The Court distinguished the clear language of the Trust that authorized limited gifts to beneficiaries, from the language where the successor trustee, as a fiduciary, was to exercise discretion in making distributions of trust assets to or for the benefit the trust beneficiaries, including the surviving, albeit incapacitated, settlor and himself as one of many beneficiaries. Accordingly, the case was remanded to the probate court for an evidentiary hearing with regard to whether gifts or discretionary distributions were made primarily for the settlors’ grandchildren’s educations.

  • Discharge of Demand Note: The probate judge’s decision that the Demand Note was not forgiven by Randal’s late mother was sustained by the Court.
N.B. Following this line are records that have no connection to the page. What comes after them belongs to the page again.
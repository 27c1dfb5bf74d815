//! Property tests for release retention.

use proptest::prelude::*;

use stagehand::domain::services::plan_retention;
use stagehand::ReleaseId;

fn release_name() -> impl Strategy<Value = String> {
    (2015u32..2030, 1u32..13, 1u32..29, 0u32..24, 0u32..60, 0u32..60).prop_map(
        |(y, mo, d, h, mi, s)| format!("{:04}{:02}{:02}{:02}{:02}{:02}", y, mo, d, h, mi, s),
    )
}

proptest! {
    #![proptest_config(ProptestConfig {
        cases: 128,
        .. ProptestConfig::default()
    })]

    /// PROPERTY: keep + remove + protected partitions the distinct releases,
    /// and everything kept is newer than everything removed.
    #[test]
    fn property_retention_partitions_releases(
        names in proptest::collection::vec(release_name(), 0..20),
        keep in 0usize..8,
        current_index in proptest::option::of(0usize..20),
    ) {
        let mut distinct: Vec<ReleaseId> = names.iter().filter_map(|n| ReleaseId::parse(n)).collect();
        distinct.sort();
        distinct.dedup();

        let current = current_index.and_then(|i| distinct.get(i).cloned());
        let plan = plan_retention(&names, keep, current.as_ref());

        prop_assert_eq!(plan.keep.len(), keep.min(distinct.len()));
        let protected = usize::from(plan.protected.is_some());
        prop_assert_eq!(plan.keep.len() + plan.remove.len() + protected, distinct.len());

        if let (Some(oldest_kept), Some(newest_removed)) = (plan.keep.first(), plan.remove.last()) {
            prop_assert!(newest_removed < oldest_kept);
        }
        if let Some(current) = &current {
            prop_assert!(!plan.remove.contains(current));
        }
    }

    /// PROPERTY: names that are not release ids are never scheduled for removal.
    #[test]
    fn property_foreign_entries_are_ignored(
        names in proptest::collection::vec(release_name(), 0..6),
        foreign in proptest::collection::vec("[a-z]{1,8}", 0..4),
    ) {
        let mut all = names.clone();
        all.extend(foreign.iter().cloned());
        let plan = plan_retention(&all, 0, None);
        prop_assert_eq!(plan.ignored.len(), foreign.len());
        for entry in &foreign {
            prop_assert!(!plan.remove.iter().any(|id| id.as_str() == entry));
        }
    }
}
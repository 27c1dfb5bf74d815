//! InventoryProvider port - live machine state from the cloud provider

use crate::domain::entities::InventoryInstance;
use crate::error::StagehandResult;

pub trait InventoryProvider: Send + Sync {
    /// All instances tagged `Project=<project>`.
    ///
    /// Implementations may pre-filter on state; callers still filter on
    /// `running`. Fails with `ProviderUnavailable` when the query cannot
    /// complete. No retry is attempted here.
    fn instances(&self, project: &str) -> StagehandResult<Vec<InventoryInstance>>;
}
The Court found that the discharge of the Note was controlled by MCL 556.1, which requires that the discharge of the Note [or a contract, lease, mortgage, or security interest] where no consideration is furnished, must be in writing and signed by the party against whom the change, modification, or discharge is to be enforced. Here, there was no writing to document the mother’s alleged intent to forgive, i.e. discharge, the Demand Note. Consequently, the Demand Note was determined to still exist as an asset owned by the disabled settlor.

Conclusion: This case is a sad reminder of the many situations I encountered when practicing law when a family member, named as agent under a durable power of attorney, or successor trustee, acted as if there were no limits to, or constraints on, the authority given to him, or her, under the durable power of attorney or the Trust. Apparently many individuals who serve in the role of a fiduciary feel that only corporate or professional fiduciaries are bound by fiduciary duties. Unfortunately, it often takes a probate court hearing, and considerable legal fees, to disabuse the individual of this notion that they possess ‘unfettered or unbridled discretion.’